TASK INSTRUCTIONS:
Look through the entries below and return all lines including the word "Result".

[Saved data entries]
-------------------------
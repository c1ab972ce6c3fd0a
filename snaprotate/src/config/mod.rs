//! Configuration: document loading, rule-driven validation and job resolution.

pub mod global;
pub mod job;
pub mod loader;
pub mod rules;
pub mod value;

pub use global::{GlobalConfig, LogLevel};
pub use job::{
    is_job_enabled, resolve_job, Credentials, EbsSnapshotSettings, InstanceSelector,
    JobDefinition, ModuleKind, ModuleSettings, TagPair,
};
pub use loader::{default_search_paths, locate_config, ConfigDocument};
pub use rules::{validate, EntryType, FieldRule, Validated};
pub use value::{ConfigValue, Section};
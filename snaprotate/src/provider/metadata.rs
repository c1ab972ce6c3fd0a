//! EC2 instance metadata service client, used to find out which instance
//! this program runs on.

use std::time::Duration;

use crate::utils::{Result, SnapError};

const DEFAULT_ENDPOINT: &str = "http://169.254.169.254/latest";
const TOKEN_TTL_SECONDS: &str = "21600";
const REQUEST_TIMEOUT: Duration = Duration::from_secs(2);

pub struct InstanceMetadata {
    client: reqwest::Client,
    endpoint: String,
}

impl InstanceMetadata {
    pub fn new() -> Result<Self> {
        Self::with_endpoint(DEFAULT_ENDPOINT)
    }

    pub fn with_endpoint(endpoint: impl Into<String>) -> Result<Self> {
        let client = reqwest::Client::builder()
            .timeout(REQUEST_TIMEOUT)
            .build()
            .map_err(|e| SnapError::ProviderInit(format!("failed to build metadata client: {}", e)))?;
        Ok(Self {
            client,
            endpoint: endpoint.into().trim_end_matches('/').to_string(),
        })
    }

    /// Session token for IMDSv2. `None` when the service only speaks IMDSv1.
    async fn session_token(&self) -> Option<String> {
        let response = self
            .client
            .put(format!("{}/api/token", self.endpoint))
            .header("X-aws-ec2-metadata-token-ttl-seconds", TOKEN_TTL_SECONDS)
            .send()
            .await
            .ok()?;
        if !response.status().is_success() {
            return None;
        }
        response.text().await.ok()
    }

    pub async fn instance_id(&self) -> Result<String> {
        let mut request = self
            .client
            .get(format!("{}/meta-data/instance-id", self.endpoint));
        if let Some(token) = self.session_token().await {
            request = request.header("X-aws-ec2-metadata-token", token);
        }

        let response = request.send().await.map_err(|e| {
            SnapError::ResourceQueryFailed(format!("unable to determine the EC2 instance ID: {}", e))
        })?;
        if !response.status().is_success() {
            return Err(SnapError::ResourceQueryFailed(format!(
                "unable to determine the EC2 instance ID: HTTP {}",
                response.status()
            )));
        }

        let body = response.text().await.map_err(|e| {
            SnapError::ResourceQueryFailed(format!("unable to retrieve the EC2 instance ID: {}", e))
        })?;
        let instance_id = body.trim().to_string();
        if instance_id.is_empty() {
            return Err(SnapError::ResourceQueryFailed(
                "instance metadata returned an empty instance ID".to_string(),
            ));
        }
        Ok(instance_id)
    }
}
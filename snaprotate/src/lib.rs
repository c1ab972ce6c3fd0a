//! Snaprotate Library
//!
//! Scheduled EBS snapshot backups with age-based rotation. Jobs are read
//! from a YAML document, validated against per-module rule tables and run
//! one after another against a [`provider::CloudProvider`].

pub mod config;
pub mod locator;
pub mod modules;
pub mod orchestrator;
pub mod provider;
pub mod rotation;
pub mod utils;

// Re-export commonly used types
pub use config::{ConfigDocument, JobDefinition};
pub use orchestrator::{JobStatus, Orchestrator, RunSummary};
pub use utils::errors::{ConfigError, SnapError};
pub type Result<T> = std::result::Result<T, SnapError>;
-------------------------
RESPONSE TO THIS EXERCISE:
use crate::utils::{Result, SnapError};
    pub fn new() -> Result<Self> {
    pub fn with_endpoint(endpoint: impl Into<String>) -> Result<Self> {
    pub async fn instance_id(&self) -> Result<String> {
pub type Result<T> = std::result::Result<T, SnapError>;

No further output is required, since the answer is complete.